Many species of plants and animals are hermaphrodite organisms expressing both female and male sexes (Jarne and Charlesworth 1993; Jarne and Auld 2006). Individuals of most of these species can potentially self-fertilize, but they nevertheless typically reproduce by outcrossing or mixed mating (Goodwillie et al. 2005; Igic and Kohn 2006; Jarne and Auld 2006). It has been estimated that predominant outcrossing occurs in about 65% of hermaphrodite plants (Igic and Kohn 2006) and in 35% of hermaphrodite animals (Jarne and Auld 2006). A mixture of outcrossing and selfing occurs in about 24% of hermaphrodite plants and 47% of hermaphrodite animals, leaving only a minority of hermaphrodites that predominantly self-fertilize.

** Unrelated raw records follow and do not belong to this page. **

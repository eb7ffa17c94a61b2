//! Block dispatch, child reconciliation and the simple block handlers.

use tapestry_dom::{Dom, NodeId};

use crate::format::FormatCategory;
use crate::model::entity::{apply_entity_info, is_entity_element};
use crate::model::{
    BlockGroup, ContentModelBlock, ContentModelDivider, ContentModelEntity,
    ContentModelFormatContainer, ContentModelGeneralBlock,
};
use crate::selection::PathStep;

use super::context::{ModelNodeType, ModelToDomContext};

/// Put a cached `element` at the `ref_node` position of `parent`.
///
/// When the element is already a later child of `parent`, the unclaimed
/// nodes in between are removed (entities excepted). Returns the new
/// reference node.
pub fn reuse_cached_element(
    dom: &mut Dom,
    parent: NodeId,
    element: NodeId,
    mut ref_node: Option<NodeId>,
) -> Option<NodeId> {
    if dom.parent(element) == Some(parent) {
        while let Some(node) = ref_node
            && node != element
            && !is_entity_element(dom, node)
        {
            ref_node = dom.next_sibling(node);
            dom.remove_child(parent, node);
        }
        if ref_node == Some(element) {
            return dom.next_sibling(element);
        }
    }
    dom.insert_before(parent, element, ref_node);
    ref_node
}

pub fn handle_block(
    dom: &mut Dom,
    parent: NodeId,
    block: &mut ContentModelBlock,
    context: &mut ModelToDomContext,
    ref_node: Option<NodeId>,
) -> Option<NodeId> {
    let handlers = context.handlers;
    match block {
        ContentModelBlock::Paragraph(p) => (handlers.paragraph)(dom, parent, p, context, ref_node),
        ContentModelBlock::Table(t) => (handlers.table)(dom, parent, t, context, ref_node),
        ContentModelBlock::Divider(d) => (handlers.divider)(dom, parent, d, context, ref_node),
        ContentModelBlock::Entity(e) => (handlers.entity)(dom, parent, e, context, ref_node),
        ContentModelBlock::FormatContainer(c) => {
            (handlers.format_container)(dom, parent, c, context, ref_node)
        }
        ContentModelBlock::ListItem(l) => (handlers.list_item)(dom, parent, l, context, ref_node),
        ContentModelBlock::General(g) => (handlers.general_block)(dom, parent, g, context, ref_node),
    }
}

/// Render the blocks of `group` as the children of `parent`, reusing what is
/// already there, then drop any child the model no longer accounts for.
pub fn handle_block_group_children(
    dom: &mut Dom,
    parent: NodeId,
    group: &mut dyn BlockGroup,
    context: &mut ModelToDomContext,
) {
    let saved_stack = std::mem::take(&mut context.list_format.node_stack);
    let mut ref_node = dom.first_child(parent);
    let handle = context.handlers.block;

    for (index, block) in group.blocks_mut().iter_mut().enumerate() {
        // A run of list items shares list elements; anything else ends it.
        if index == 0 || !matches!(block, ContentModelBlock::ListItem(_)) {
            context.list_format.node_stack.clear();
        }
        ref_node = context.with_path(PathStep::Block(index), |context| {
            handle(dom, parent, block, context, ref_node)
        });
    }

    while let Some(node) = ref_node {
        ref_node = dom.next_sibling(node);
        dom.remove_child(parent, node);
    }
    context.list_format.node_stack = saved_stack;
}

pub fn handle_divider(
    dom: &mut Dom,
    parent: NodeId,
    divider: &mut ContentModelDivider,
    context: &mut ModelToDomContext,
    ref_node: Option<NodeId>,
) -> Option<NodeId> {
    if context.allow_cache_element
        && let Some(element) = divider.cached_element
    {
        return reuse_cached_element(dom, parent, element, ref_node);
    }

    let element = dom.create_element(&divider.tag_name);
    dom.insert_before(parent, element, ref_node);
    context
        .format_appliers
        .apply(FormatCategory::Divider, &divider.format, dom, element, context);
    if context.allow_cache_element {
        divider.cached_element = Some(element);
    }
    context.node_created(ModelNodeType::Divider, element);
    ref_node
}

/// Entities render as their own wrapper, moved into place.
pub fn handle_entity_block(
    dom: &mut Dom,
    parent: NodeId,
    entity: &mut ContentModelEntity,
    context: &mut ModelToDomContext,
    ref_node: Option<NodeId>,
) -> Option<NodeId> {
    apply_entity_info(dom, entity.wrapper, &entity.entity_format);
    let ref_node = reuse_cached_element(dom, parent, entity.wrapper, ref_node);
    context.node_created(ModelNodeType::Entity, entity.wrapper);
    ref_node
}

pub fn handle_format_container(
    dom: &mut Dom,
    parent: NodeId,
    container: &mut ContentModelFormatContainer,
    context: &mut ModelToDomContext,
    mut ref_node: Option<NodeId>,
) -> Option<NodeId> {
    if container.blocks.is_empty() {
        return ref_node;
    }

    let element = match container.cached_element.filter(|_| context.allow_cache_element) {
        Some(element) => {
            ref_node = reuse_cached_element(dom, parent, element, ref_node);
            element
        }
        None => {
            let element = dom.create_element(&container.tag_name);
            dom.insert_before(parent, element, ref_node);
            context
                .format_appliers
                .apply(FormatCategory::Container, &container.format, dom, element, context);
            context.format_appliers.apply(
                FormatCategory::SegmentOnBlock,
                &container.format,
                dom,
                element,
                context,
            );
            if context.allow_cache_element {
                container.cached_element = Some(element);
            }
            context.node_created(ModelNodeType::FormatContainer, element);
            element
        }
    };

    let segment_format = container.format.segment_part();
    let children = context.handlers.block_group_children;
    context.stack_implicit_format(Some(&segment_format), |context| {
        children(dom, element, container, context)
    });
    ref_node
}

/// Unknown elements are re-created as a shallow copy of the original with
/// children rendered from the model.
pub fn handle_general_block(
    dom: &mut Dom,
    parent: NodeId,
    general: &mut ContentModelGeneralBlock,
    context: &mut ModelToDomContext,
    mut ref_node: Option<NodeId>,
) -> Option<NodeId> {
    let element = match general.cached_element.filter(|_| context.allow_cache_element) {
        Some(element) => {
            ref_node = reuse_cached_element(dom, parent, element, ref_node);
            element
        }
        None => {
            let element = dom.clone_node(general.element, false);
            dom.insert_before(parent, element, ref_node);
            if context.allow_cache_element {
                general.cached_element = Some(element);
            }
            context.node_created(ModelNodeType::General, element);
            element
        }
    };

    let children = context.handlers.block_group_children;
    children(dom, element, general, context);
    ref_node
}

#[cfg(test)]
mod tests {
    use super::*;
    use tapestry_dom::el;

    #[test]
    fn test_reuse_removes_unclaimed_nodes() {
        let mut dom = Dom::new();
        let root = dom.build(&el("div").child(el("i")).child(el("b")).child(el("u")));
        let stale = dom.children(root)[0];
        let kept = dom.children(root)[1];

        let next = reuse_cached_element(&mut dom, root, kept, Some(stale));
        assert_eq!(next, dom.last_child(root));
        insta::assert_snapshot!(dom.inner_html(root), @"<b></b><u></u>");
    }

    #[test]
    fn test_reuse_moves_element_before_reference() {
        let mut dom = Dom::new();
        let root = dom.build(&el("div").child(el("i")));
        let first = dom.first_child(root);
        let moved = dom.create_element("hr");

        let next = reuse_cached_element(&mut dom, root, moved, first);
        assert_eq!(next, first);
        insta::assert_snapshot!(dom.inner_html(root), @"<hr><i></i>");
    }
}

There are two genetic hypotheses for the rarity of selfing. The first states that self-fertilization has immediate negative genetic consequences caused by segregating recessive deleterious mutations, also called inbreeding load. Models of mating system evolution in hermaphrodites propose that substantial inbreeding depression, defined as the decline in fitness due to the expression of inbreeding load under self-fertilization, can drive the evolution of outcrossing (Maynard Smith 1978, p. 125–130; Lande and Schemske 1985; Uyenoyama 1989). Although evidence for substantial inbreeding load in outcrossing taxa is compelling (Husband and Schemske 1996; Winn et al. 2011), there is only mixed empirical support for the hypothesis that selfing populations have reduced inbreeding load. Meta-analyses reveal lower inbreeding load in selfing taxa compared to outcrossing taxa (Husband and Schemske 1996; Winn et al. 2011), but the difference disappears after accounting for phylogenetic relationships (Byers and Waller 1999). This implies that inbreeding load may not be the sole driver of mating system evolution. In addition, it contradicts the expectation that a shift to selfing initiates purging of recessive deleterious alleles, and that purging in turn will further reduce inbreeding load (Lande and Schemske 1985). One problem with such comparisons is that even related species differ in their history, ecology, and life history, and these factors may affect levels of inbreeding load. The best data are therefore provided by comparisons within species or lower taxonomic entities (Johnston and Schoen 1996; Vogler et al. 1999; Busch 2005; Goodwillie and Knight 2006; Willi 2009).

A second hypothesis for the prevalence of outcrossing in hermaphrodites states that selfing has long-term negative genetic effects. Selfing populations have an effective population size (Ne) only half that of outcrossing populations (Pollack 1987; Nordborg 2000). In addition, directional selection and recurrent extinction/recolonization of local demes can diminish Ne in selfing populations even more than they do in outcrossing populations (Charlesworth and Wright 2001; Ingvarsson 2002). Therefore, according to this hypothesis, selfing populations are more vulnerable to the accumulation and fixation of deleterious mutations due to enhanced genetic drift, called drift load (Whitlock 2000). In fact, theory predicts that obligately selfing organisms are as vulnerable to mutation accumulation as asexual organisms, leading to so-called “mutational meltdown”: a spiraling reduction in individual fitness and population size, leading eventually to population extinction (Lynch et al. 1995a). Predominant selfing combined with low population size is also predicted to be vulnerable to mutation accumulation (Charlesworth et al. 1993) and potentially to mutational meltdown. Indeed, a recent comparative study of plants in the family Solanaceae discovered that extinction occurs at higher rates in species that can potentially self compared to those that are obligate outcrossers, and this reduces net diversification despite a higher speciation rate (Goldberg et al. 2010). However, few studies have estimated both inbreeding and drift load in the context of mating system variation (Busch 2006).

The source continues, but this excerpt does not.